Florence Davidson


Florence Edenshaw Davidson was a Canadian First Nations artist from the Haida nation who created traditional basketry and button-blankets and was also a respected elder in her First Nations community, the Haida village of Masset, Haida Gwaii, British Columbia.

Biography

She was born in Masset on September 15, 1896, the daughter of the Haida artist Charles Edenshaw and his wife Isabella. She was given the Haida name Jadał q'egəngá. She assisted her mother in sewing button blankets when she was a child. She was renowned for her blankets and for sewing baskets of spruceroot and cedar bark.
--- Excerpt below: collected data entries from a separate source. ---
// src/utils/mod.rs

pub mod html;
pub mod jwt;
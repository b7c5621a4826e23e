// src/repository/mod.rs

//! Storage seams of the tryout core.
//!
//! The core reads the catalog through [`QuestionBank`], asks the commerce side
//! for purchase state through [`AccessPolicy`] and appends results through
//! [`AttemptStore`]. [`postgres::PgStore`] backs all three in production,
//! [`memory::MemoryStore`] in tests.

pub mod memory;
pub mod postgres;

use async_trait::async_trait;

use crate::{
    error::AppError,
    models::{
        attempt::{Attempt, AttemptSummary, ScoreResult},
        exam::{BoundQuestion, Exam},
        leaderboard::RankedAttempt,
    },
};

/// Read-only view of the question bank.
#[async_trait]
pub trait QuestionBank: Send + Sync {
    async fn find_exam(&self, exam_id: i64) -> Result<Option<Exam>, AppError>;

    /// Every binding row of the exam in binding order, each with all options
    /// (answer key included) ordered by label.
    async fn bound_questions(&self, exam_id: i64) -> Result<Vec<BoundQuestion>, AppError>;

    /// Passing grade of the question type of the first bound question.
    async fn passing_grade(&self, exam_id: i64) -> Result<Option<i64>, AppError>;
}

/// Purchase state owned by the commerce side.
#[async_trait]
pub trait AccessPolicy: Send + Sync {
    /// True if the learner holds a successful transaction for a package bundling the exam.
    async fn has_active_access(&self, learner_id: i64, exam_id: i64) -> Result<bool, AppError>;

    async fn accessible_exams(&self, learner_id: i64) -> Result<Vec<Exam>, AppError>;
}

/// Append-only attempt log.
#[async_trait]
pub trait AttemptStore: Send + Sync {
    /// Inserts a new attempt and returns its id. Never merges with earlier attempts.
    async fn record(
        &self,
        learner_id: i64,
        exam_id: i64,
        result: &ScoreResult,
    ) -> Result<i64, AppError>;

    /// The learner's attempts on one exam, newest first.
    async fn history(&self, learner_id: i64, exam_id: i64)
        -> Result<Vec<AttemptSummary>, AppError>;

    async fn find(&self, attempt_id: i64) -> Result<Option<Attempt>, AppError>;

    /// Number of distinct learners with at least one attempt.
    async fn participant_count(&self, exam_id: i64) -> Result<i64, AppError>;

    /// All attempts on the exam joined with learner names.
    async fn exam_attempts(&self, exam_id: i64) -> Result<Vec<RankedAttempt>, AppError>;
}

/// Everything the HTTP layer needs from storage.
pub trait Store: QuestionBank + AccessPolicy + AttemptStore {}

impl<T> Store for T where T: QuestionBank + AccessPolicy + AttemptStore {}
She was of the Raven moiety, of the Y'akwə'lanas lineage, and of the Shark House, with crests that included Shark, Two-Finned Killerwhale, and Brown Bear.
She married Robert Davidson, a Haida, on February 23, 1911, and had thirteen children. Her daughter Primrose Adams, also an artist, was the 2011 recipient of the Creative Lifetime Achievement Award for First Nations' Art.
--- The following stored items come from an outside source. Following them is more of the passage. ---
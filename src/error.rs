// src/error.rs

use axum::{
    Json,
    http::StatusCode,
    response::{IntoResponse, Response},
};
use serde_json::json;
use std::fmt;

/// Global Application Error Enum.
/// Centralizes error handling and mapping to HTTP responses.
#[derive(Debug)]
pub enum AppError {
    // 500 Internal Server Error
    InternalServerError(String),

    // 400 Bad Request
    BadRequest(String),

    // 401 Unauthorized
    AuthError(String),

    // 404 Not Found
    NotFound(String),

    // Resource belongs to another learner. Rendered as 404 so that
    // callers cannot probe for other learners' records.
    Forbidden(String),
}

impl fmt::Display for AppError {
    fn fmt(&self, f: &mut fmt::Formatter<'_>) -> fmt::Result {
        write!(f, "{:?}", self)
    }
}

impl std::error::Error for AppError {}

/// Implements `IntoResponse` for `AppError`.
/// Converts the error into a JSON response with appropriate HTTP status code.
impl IntoResponse for AppError {
    fn into_response(self) -> Response {
        let (status, error_message) = match self {
            AppError::InternalServerError(msg) => {
                tracing::error!("Internal Server Error: {}", msg);
                (
                    StatusCode::INTERNAL_SERVER_ERROR,
                    "Internal Server Error".to_string(),
                )
            }
            AppError::BadRequest(msg) => (StatusCode::BAD_REQUEST, msg),
            AppError::AuthError(msg) => (StatusCode::UNAUTHORIZED, msg),
            AppError::NotFound(msg) => (StatusCode::NOT_FOUND, msg),
            AppError::Forbidden(msg) => {
                tracing::warn!("Forbidden access collapsed to 404: {}", msg);
                (StatusCode::NOT_FOUND, "Not found".to_string())
            }
        };
        let body = Json(json!({
            "error": error_message,
        }));

        (status, body).into_response()
    }
}

/// Converts `sqlx::Error` into `AppError::InternalServerError`.
/// Allows using `?` operator on database queries.
impl From<sqlx::Error> for AppError {
    fn from(err: sqlx::Error) -> Self {
        AppError::InternalServerError(err.to_string())
    }
}

impl From<validator::ValidationErrors> for AppError {
    fn from(err: validator::ValidationErrors) -> Self {
        AppError::BadRequest(err.to_string())
    }
}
In the 1960s she was consultant on Haida culture and Masset history to the writer Christie Harris, author of Raven's Cry. She was also a major consultant on Haida language to John Enrico.
She became well known through her collaborative autobiography written with the anthropologist Margaret B. Blackman, published in 1982.
She died December 13, 1993.
Florence's grandsons include the artists Reg Davidson and Robert Davidson, who are brothers.